Oklahoma state agency says it didn't overlook health department budget woes
Oklahoma City — An agency accused of ignoring financial problems at the Oklahoma State Department of Health said the former official who pointed the finger misconstrued a conversation between friends.
Mike Romero, who resigned as the Health Department's chief financial officer last week, said in a memo written Jan. 31 that some employees of the Office of Management and Enterprise Services knew the Health Department faced a financial shortfall but did nothing in response. Preston Doerflinger, interim commissioner of the Health Department, was head of OMES.
Extensive financial problems at the state Health Department came to light in October, when then-Commissioner Terry Cline revealed the department might not be able to cover payroll. Cline and several other officials resigned in the face of accusations they had presided over years of overspending, which had been covered by shifting around money.
The Legislature appropriated $30 million to stabilize the department, but it wasn't enough to prevent layoffs and the loss of state funding for child abuse prevention programs and community health centers.
Romero said Carol McFarland, director of performance and efficiency at OMES, suggested the Health Department seek an audit before its financial problems were made public, indicating she and perhaps other employees knew the department's budget was in trouble.

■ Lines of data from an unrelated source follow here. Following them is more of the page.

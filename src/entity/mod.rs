//! Lifecycle handles for remote installable resources.
//!
//! An [`Entity`] is bound to exactly one remote resource. Construction either
//! creates the resource or adopts an existing one, overrides may then be
//! applied to its configuration, and [`Entity::prepare_for_installation`]
//! brings up the nodes and waits for them to register.
//!
//! The shared orchestration lives in provided trait methods and in
//! [`EntityCore`]; each resource kind ([`Cluster`], [`InfraEnv`]) supplies the
//! service calls.

pub mod cluster;
pub mod infra_env;
mod plan;

use std::sync::Arc;

use anyhow::{Context, Result};
use camino::{Utf8Path, Utf8PathBuf};
use tracing::{debug, info};

pub use cluster::Cluster;
pub use infra_env::InfraEnv;
pub use plan::{PreparationPlan, PreparationStep};

use crate::client::{Host, HostStatus, InventoryClient};
use crate::config::{ConfigOverrides, EntityConfig};
use crate::error::HarnessError;
use crate::id::EntityId;
use crate::nodes::NodeManager;
use crate::wait::{Probe, WaitOutcome, WaitPolicy, wait_until};

/// State every entity kind carries: the bound identifier, the exclusively
/// owned configuration, and the shared collaborators.
pub struct EntityCore<C> {
    id: Option<EntityId>,
    config: C,
    client: Arc<dyn InventoryClient>,
    nodes: Option<Arc<dyn NodeManager>>,
}

impl<C: EntityConfig> EntityCore<C> {
    /// Creates an unbound core. Entities call [`Entity::resolve`] before
    /// handing themselves out.
    pub fn new(
        client: Arc<dyn InventoryClient>,
        config: C,
        nodes: Option<Arc<dyn NodeManager>>,
    ) -> Self {
        Self {
            id: None,
            config,
            client,
            nodes,
        }
    }

    pub fn id(&self) -> Option<EntityId> {
        self.id
    }

    pub fn config(&self) -> &C {
        &self.config
    }

    pub fn client(&self) -> &dyn InventoryClient {
        self.client.as_ref()
    }

    pub fn shared_client(&self) -> &Arc<dyn InventoryClient> {
        &self.client
    }

    pub fn nodes(&self) -> Option<&Arc<dyn NodeManager>> {
        self.nodes.as_ref()
    }

    /// Returns the bound identifier or a `Resolution` error.
    pub fn require_id(&self, entity: &str) -> Result<EntityId, HarnessError> {
        self.id.ok_or_else(|| HarnessError::Resolution {
            entity: entity.to_string(),
            message: "no identifier has been bound".to_string(),
        })
    }

    pub fn require_nodes(&self, entity: &str) -> Result<Arc<dyn NodeManager>, HarnessError> {
        self.nodes.clone().ok_or_else(|| HarnessError::MissingNodes {
            entity: entity.to_string(),
        })
    }

    /// Binds the resolved identifier and records it in the configuration.
    ///
    /// The identifier is immutable once bound: binding a different one fails.
    pub fn bind_id(&mut self, entity: &str, id: EntityId) -> Result<(), HarnessError> {
        match self.id {
            Some(bound) if bound != id => Err(HarnessError::Resolution {
                entity: entity.to_string(),
                message: format!("already bound to {}, refusing to rebind to {}", bound, id),
            }),
            _ => {
                self.id = Some(id);
                self.config.set_entity_id(id);
                Ok(())
            }
        }
    }

    /// Applies overrides to the configuration, all or nothing.
    ///
    /// Overrides may not move a bound entity to a different identifier.
    pub fn update_config(
        &mut self,
        entity: &str,
        overrides: &ConfigOverrides,
    ) -> Result<(), HarnessError> {
        let mut staged = self.config.clone();
        overrides.apply_to(&mut staged)?;
        if let Some(bound) = self.id
            && staged.entity_id() != Some(bound)
        {
            return Err(HarnessError::Resolution {
                entity: entity.to_string(),
                message: format!("identifier {} cannot be changed by a config override", bound),
            });
        }
        self.config = staged;
        Ok(())
    }

    /// Mutable access for kind-specific reconciliation with the remote record.
    pub(crate) fn config_mut(&mut self) -> &mut C {
        &mut self.config
    }

    /// Number of hosts a discovery wait expects.
    ///
    /// An explicit count wins, then a non-zero `nodes_count` in the config,
    /// then the node manager's count.
    pub fn expected_nodes_count(&self, requested: Option<usize>) -> usize {
        requested
            .or_else(|| Some(self.config.base().nodes_count).filter(|count| *count > 0))
            .or_else(|| self.nodes.as_ref().map(|nodes| nodes.nodes_count()))
            .unwrap_or(0)
    }

    /// Resolves where a boot image should be written.
    pub fn iso_download_path(
        &self,
        entity: &str,
        requested: Option<&Utf8Path>,
    ) -> Result<Utf8PathBuf, HarnessError> {
        requested
            .map(Utf8Path::to_path_buf)
            .or_else(|| self.config.base().iso_download_path.clone())
            .ok_or_else(|| {
                HarnessError::Config(format!("no iso_download_path configured for {}", entity))
            })
    }
}

/// A lifecycle-managed handle to one remote installable resource.
///
/// Implementors supply the service calls for their resource kind; the
/// create-or-adopt decision, config overrides and the preparation sequence
/// are provided.
pub trait Entity {
    type Config: EntityConfig;
    type Details;

    fn core(&self) -> &EntityCore<Self::Config>;

    fn core_mut(&mut self) -> &mut EntityCore<Self::Config>;

    /// Lowercase kind name used in diagnostics (e.g., `cluster`).
    fn entity_name(&self) -> &'static str;

    /// Creates the remote resource from the configuration and returns its id.
    fn create(&mut self) -> Result<EntityId>;

    /// Reconciles local state with the existing remote resource `id`.
    fn update_existing(&mut self, id: EntityId) -> Result<EntityId>;

    /// Fetches the boot image to `iso_download_path` (or the configured path)
    /// and returns where it was written.
    fn download_image(&mut self, iso_download_path: Option<&Utf8Path>) -> Result<Utf8PathBuf>;

    /// The resource as currently known to the installer service.
    fn get_details(&self) -> Result<Self::Details>;

    /// Blocks until `nodes_count` hosts (default: the expected node count) have
    /// registered, accepting insufficient hosts when `allow_insufficient` is set.
    fn wait_until_hosts_are_discovered(
        &self,
        nodes_count: Option<usize>,
        allow_insufficient: bool,
    ) -> Result<Vec<Host>>;

    fn id(&self) -> Option<EntityId> {
        self.core().id()
    }

    fn config(&self) -> &Self::Config {
        self.core().config()
    }

    /// Creates the remote resource, or adopts it when the configuration
    /// already names one. Exactly one of the two paths runs.
    ///
    /// Adoption failures are final; there is no fallback to creation.
    fn resolve(&mut self) -> Result<EntityId> {
        let name = self.entity_name();
        if let Some(id) = self.id() {
            return Err(HarnessError::Resolution {
                entity: name.to_string(),
                message: format!("already resolved to {}", id),
            }
            .into());
        }

        let id = match self.config().entity_id() {
            Some(existing) => {
                info!("adopting existing {} {}", name, existing);
                self.update_existing(existing)
                    .with_context(|| format!("failed to adopt {} {}", name, existing))?
            }
            None => {
                info!("creating new {}", name);
                self.create().with_context(|| format!("failed to create {}", name))?
            }
        };

        self.core_mut().bind_id(name, id)?;
        info!("{} resolved to {}", name, id);
        Ok(id)
    }

    /// Overwrites configuration fields by name.
    ///
    /// # Errors
    ///
    /// `HarnessError::UnknownConfigKey` if any key is not a field of the
    /// configuration; nothing is applied in that case.
    fn update_config(&mut self, overrides: &ConfigOverrides) -> Result<(), HarnessError> {
        let name = self.entity_name();
        info!("Updating {} configurations to {}", name, overrides);
        self.core_mut().update_config(name, overrides)
    }

    /// Runs the preparation sequence: overrides, diagnostics, image download,
    /// node start, and the discovery wait.
    ///
    /// Each step completes before the next begins and nothing is retried. A
    /// failure leaves whatever the failing step left behind (nodes may already
    /// be booting), so callers should tear down rather than resume.
    fn prepare_for_installation(&mut self, overrides: &ConfigOverrides) -> Result<()> {
        self.update_config(overrides)?;

        let name = self.entity_name();
        let plan = PreparationPlan::for_config(self.config().base());
        let nodes = self.core().require_nodes(name)?;
        let steps = plan.steps();

        for (index, step) in steps.iter().enumerate() {
            debug!("{} preparation step {}/{}: {}", name, index + 1, steps.len(), step);
            match *step {
                PreparationStep::LogConfiguration => {
                    info!(
                        "Preparing for installation with {} configurations: {}_config={:?}",
                        name,
                        name,
                        self.config()
                    );
                }
                PreparationStep::LogControllerConfiguration => {
                    nodes.controller().log_configuration();
                }
                PreparationStep::DownloadImage => {
                    let path = self.download_image(None)?;
                    info!("{} image downloaded to {}", name, path);
                }
                PreparationStep::NotifyIsoReady => {
                    nodes.notify_iso_ready().context("failed to notify nodes of iso")?;
                }
                PreparationStep::StartNodes { check_ips } => {
                    nodes
                        .start_all(check_ips)
                        .with_context(|| format!("failed to start {} nodes", name))?;
                }
                PreparationStep::WaitForDiscovery { allow_insufficient } => {
                    self.wait_until_hosts_are_discovered(None, allow_insufficient)?;
                }
            }
        }

        Ok(())
    }
}

/// Polls `list_hosts` until at least `expected` hosts are in an `accepted`
/// status.
pub(crate) fn wait_for_hosts<F>(
    entity: &str,
    policy: &WaitPolicy,
    expected: usize,
    accepted: &[HostStatus],
    mut list_hosts: F,
) -> Result<Vec<Host>>
where
    F: FnMut() -> Result<Vec<Host>>,
{
    let statuses = accepted
        .iter()
        .map(ToString::to_string)
        .collect::<Vec<_>>()
        .join(", ");
    info!("waiting for {} {} host(s) in status [{}]", expected, entity, statuses);

    let outcome = wait_until(policy, &format!("{} host discovery", entity), || {
        let hosts: Vec<Host> = list_hosts()?
            .into_iter()
            .filter(|host| accepted.contains(&host.status))
            .collect();
        debug!("{}/{} {} host(s) discovered", hosts.len(), expected, entity);
        if hosts.len() >= expected {
            Ok(Probe::Ready(hosts))
        } else {
            Ok(Probe::Pending(hosts))
        }
    })?;

    match outcome {
        WaitOutcome::Ready(hosts) => {
            info!("{} {} host(s) discovered", hosts.len(), entity);
            Ok(hosts)
        }
        WaitOutcome::TimedOut(hosts) => Err(HarnessError::DiscoveryTimeout {
            entity: entity.to_string(),
            expected,
            discovered: hosts.len(),
            timeout_secs: policy.timeout.as_secs(),
        }
        .into()),
    }
}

A written response from OMES, dated Tuesday, said McFarland is a friend of Julie Cox-Kain, former senior deputy commissioner at the Health Department. According to OMES, Cox-Kain said she was “unsure of the integrity” of information she was getting from Romero, and McFarland suggested an audit because Romero was new to his job and had little experience in government accounting.

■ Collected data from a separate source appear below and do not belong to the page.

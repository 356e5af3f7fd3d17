//! Recording mock collaborators shared by the integration tests.

use std::collections::HashMap;
use std::fs;
use std::sync::{Arc, Mutex};

use anyhow::Result;
use assisted_harness::EntityId;
use assisted_harness::client::{
    ClusterCreateParams, ClusterDetails, Host, HostStatus, InfraEnvCreateParams, InfraEnvDetails,
    InventoryClient,
};
use assisted_harness::config::{ClusterConfig, InfraEnvConfig};
use assisted_harness::nodes::{NodeController, NodeManager};
use camino::Utf8Path;

/// Ordered log of every collaborator call, shared by the client and node mocks.
pub type EventLog = Arc<Mutex<Vec<String>>>;

#[allow(dead_code)]
pub fn new_event_log() -> EventLog {
    Arc::new(Mutex::new(Vec::new()))
}

/// In-memory installer service.
#[allow(dead_code)]
pub struct MockInventory {
    events: EventLog,
    clusters: Mutex<HashMap<EntityId, ClusterDetails>>,
    infra_envs: Mutex<HashMap<EntityId, InfraEnvDetails>>,
    hosts: Mutex<Vec<Host>>,
    pub fail_create: bool,
    pub fail_download: bool,
}

#[allow(dead_code)]
impl MockInventory {
    pub fn new(events: EventLog) -> Self {
        Self {
            events,
            clusters: Mutex::new(HashMap::new()),
            infra_envs: Mutex::new(HashMap::new()),
            hosts: Mutex::new(Vec::new()),
            fail_create: false,
            fail_download: false,
        }
    }

    fn record(&self, event: impl Into<String>) {
        self.events.lock().unwrap().push(event.into());
    }

    /// Seeds a cluster that already exists on the service.
    pub fn seed_cluster(&self, name: &str) -> EntityId {
        let id = EntityId::random();
        self.clusters.lock().unwrap().insert(
            id,
            ClusterDetails {
                id,
                name: name.to_string(),
                openshift_version: "4.15".to_string(),
                base_dns_domain: "example.com".to_string(),
                status: "insufficient".to_string(),
            },
        );
        id
    }

    /// Seeds an infra-env that already exists on the service.
    pub fn seed_infra_env(&self, name: &str, cluster_id: Option<EntityId>) -> EntityId {
        let id = EntityId::random();
        self.infra_envs.lock().unwrap().insert(
            id,
            InfraEnvDetails {
                id,
                name: name.to_string(),
                openshift_version: "4.16".to_string(),
                cluster_id,
                image_type: Default::default(),
                download_url: None,
            },
        );
        id
    }

    /// Registers `count` hosts in `status`.
    pub fn register_hosts(
        &self,
        count: usize,
        status: HostStatus,
        infra_env_id: EntityId,
        cluster_id: Option<EntityId>,
    ) {
        let mut hosts = self.hosts.lock().unwrap();
        for _ in 0..count {
            let index = hosts.len();
            hosts.push(Host {
                id: EntityId::random(),
                hostname: format!("node-{}", index),
                status: status.clone(),
                infra_env_id,
                cluster_id,
            });
        }
    }

    pub fn cluster_count(&self) -> usize {
        self.clusters.lock().unwrap().len()
    }

    pub fn infra_env_count(&self) -> usize {
        self.infra_envs.lock().unwrap().len()
    }
}

impl InventoryClient for MockInventory {
    fn create_cluster(&self, params: &ClusterCreateParams) -> Result<ClusterDetails> {
        self.record(format!("create_cluster({})", params.name));
        if self.fail_create {
            anyhow::bail!("simulated create failure");
        }
        let details = ClusterDetails {
            id: EntityId::random(),
            name: params.name.clone(),
            openshift_version: params.openshift_version.clone(),
            base_dns_domain: params.base_dns_domain.clone(),
            status: "pending-for-input".to_string(),
        };
        self.clusters
            .lock()
            .unwrap()
            .insert(details.id, details.clone());
        Ok(details)
    }

    fn get_cluster(&self, id: &EntityId) -> Result<ClusterDetails> {
        self.record("get_cluster");
        self.clusters
            .lock()
            .unwrap()
            .get(id)
            .cloned()
            .ok_or_else(|| anyhow::anyhow!("cluster {} not found", id))
    }

    fn create_infra_env(&self, params: &InfraEnvCreateParams) -> Result<InfraEnvDetails> {
        self.record(format!("create_infra_env({})", params.name));
        if self.fail_create {
            anyhow::bail!("simulated create failure");
        }
        let details = InfraEnvDetails {
            id: EntityId::random(),
            name: params.name.clone(),
            openshift_version: params.openshift_version.clone(),
            cluster_id: params.cluster_id,
            image_type: params.image_type,
            download_url: None,
        };
        self.infra_envs
            .lock()
            .unwrap()
            .insert(details.id, details.clone());
        Ok(details)
    }

    fn get_infra_env(&self, id: &EntityId) -> Result<InfraEnvDetails> {
        self.record("get_infra_env");
        self.infra_envs
            .lock()
            .unwrap()
            .get(id)
            .cloned()
            .ok_or_else(|| anyhow::anyhow!("infra-env {} not found", id))
    }

    fn download_infra_env_image(&self, id: &EntityId, dest: &Utf8Path) -> Result<()> {
        self.record("download_infra_env_image");
        if self.fail_download {
            anyhow::bail!("simulated download failure");
        }
        if !self.infra_envs.lock().unwrap().contains_key(id) {
            anyhow::bail!("infra-env {} not found", id);
        }
        fs::write(dest, b"ISO")?;
        Ok(())
    }

    fn list_cluster_hosts(&self, cluster_id: &EntityId) -> Result<Vec<Host>> {
        self.record("list_cluster_hosts");
        Ok(self
            .hosts
            .lock()
            .unwrap()
            .iter()
            .filter(|host| host.cluster_id.as_ref() == Some(cluster_id))
            .cloned()
            .collect())
    }

    fn list_infra_env_hosts(&self, infra_env_id: &EntityId) -> Result<Vec<Host>> {
        self.record("list_infra_env_hosts");
        Ok(self
            .hosts
            .lock()
            .unwrap()
            .iter()
            .filter(|host| &host.infra_env_id == infra_env_id)
            .cloned()
            .collect())
    }
}

#[allow(dead_code)]
pub struct MockController {
    events: EventLog,
}

impl NodeController for MockController {
    fn log_configuration(&self) {
        self.events
            .lock()
            .unwrap()
            .push("log_configuration".to_string());
    }
}

/// Node manager that records calls and optionally fails `start_all`.
#[allow(dead_code)]
pub struct MockNodes {
    events: EventLog,
    controller: MockController,
    count: usize,
    pub fail_start: bool,
}

#[allow(dead_code)]
impl MockNodes {
    pub fn new(events: EventLog, count: usize) -> Self {
        Self {
            controller: MockController {
                events: Arc::clone(&events),
            },
            events,
            count,
            fail_start: false,
        }
    }
}

impl NodeManager for MockNodes {
    fn controller(&self) -> &dyn NodeController {
        &self.controller
    }

    fn notify_iso_ready(&self) -> Result<()> {
        self.events
            .lock()
            .unwrap()
            .push("notify_iso_ready".to_string());
        Ok(())
    }

    fn start_all(&self, check_ips: bool) -> Result<()> {
        self.events
            .lock()
            .unwrap()
            .push(format!("start_all(check_ips={})", check_ips));
        if self.fail_start {
            anyhow::bail!("simulated node start failure");
        }
        Ok(())
    }

    fn nodes_count(&self) -> usize {
        self.count
    }
}

/// Cluster config that polls once and writes images under `dir`.
#[allow(dead_code)]
pub fn cluster_config(dir: &Utf8Path) -> ClusterConfig {
    let mut config = ClusterConfig::default();
    config.entity.iso_download_path = Some(dir.join("images/cluster.iso"));
    config.entity.discovery_timeout_secs = 0;
    config.entity.discovery_poll_interval_secs = 0;
    config
}

/// Infra-env config that polls once and writes images under `dir`.
#[allow(dead_code)]
pub fn infra_env_config(dir: &Utf8Path) -> InfraEnvConfig {
    let mut config = InfraEnvConfig::default();
    config.entity.iso_download_path = Some(dir.join("infra-env.iso"));
    config.entity.discovery_timeout_secs = 0;
    config.entity.discovery_poll_interval_secs = 0;
    config
}

/// Returns a snapshot of the recorded events.
#[allow(dead_code)]
pub fn events(log: &EventLog) -> Vec<String> {
    log.lock().unwrap().clone()
}

/// Creates a UTF-8 temporary directory.
#[allow(dead_code)]
pub fn utf8_tempdir() -> (tempfile::TempDir, camino::Utf8PathBuf) {
    let dir = tempfile::tempdir().expect("failed to create tempdir");
    let path = camino::Utf8PathBuf::from_path_buf(dir.path().to_path_buf())
        .expect("tempdir path is not UTF-8");
    (dir, path)
}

“An audit would be helpful to (Romero) as well as senior leadership and Ms. Cox-Kain would have audited information from which to work,” the written response said. The audit is still in progress.
It isn't clear whether McFarland mentioned Cox-Kain's concerns to anyone else at the time. Romero and Cox-Kain couldn't be reached for comment.
The OMES response is the latest in a surprising series of communications released over the past week. Until shortly before Romero's resignation, he and Doerflinger often appeared together before the state Legislature, and the Health Department credited Romero for identifying the coming budget crunch. Neither publicly voiced dissatisfaction with the other's work at the Health Department until Romero resigned.
In the memo sent before he resigned, Romero alleged OMES employees had suggested the Health Department use federal funds to make payroll, which could be inappropriate if the funds came with restrictions.
“I am concerned that the OMES employees put forth this option because they were precisely acquainted with the possibility that the statewide accounting system could be abused in this fashion,” Romero said in his memo, a copy of which was obtained by The Oklahoman.
OMES denied employees ever told the Health Department to shift around federal money, and said they only inquired about what funding sources might be available.
In his resignation letter, Romero also accused Doerflinger of improperly monitoring employees' testimony in investigations into the Health Department, which Doerflinger denied. The Health Department on Monday sent a statement saying Romero's behavior had changed drastically after other health officials spotted problems with his job performance, and expressing disappointment with lawmakers who had publicized his criticisms.
The OMES response also pointed to a variety of what it said were misunderstandings by Romero of how the state's accounting systems worked. Romero had faulted OMES' system for allegedly placing Health Department funds into one “bucket” without regard to their use.
“Throughout the memo, Mr. Romero jumps to conclusions without seeming to understand he has incomplete information,” the OMES memo said.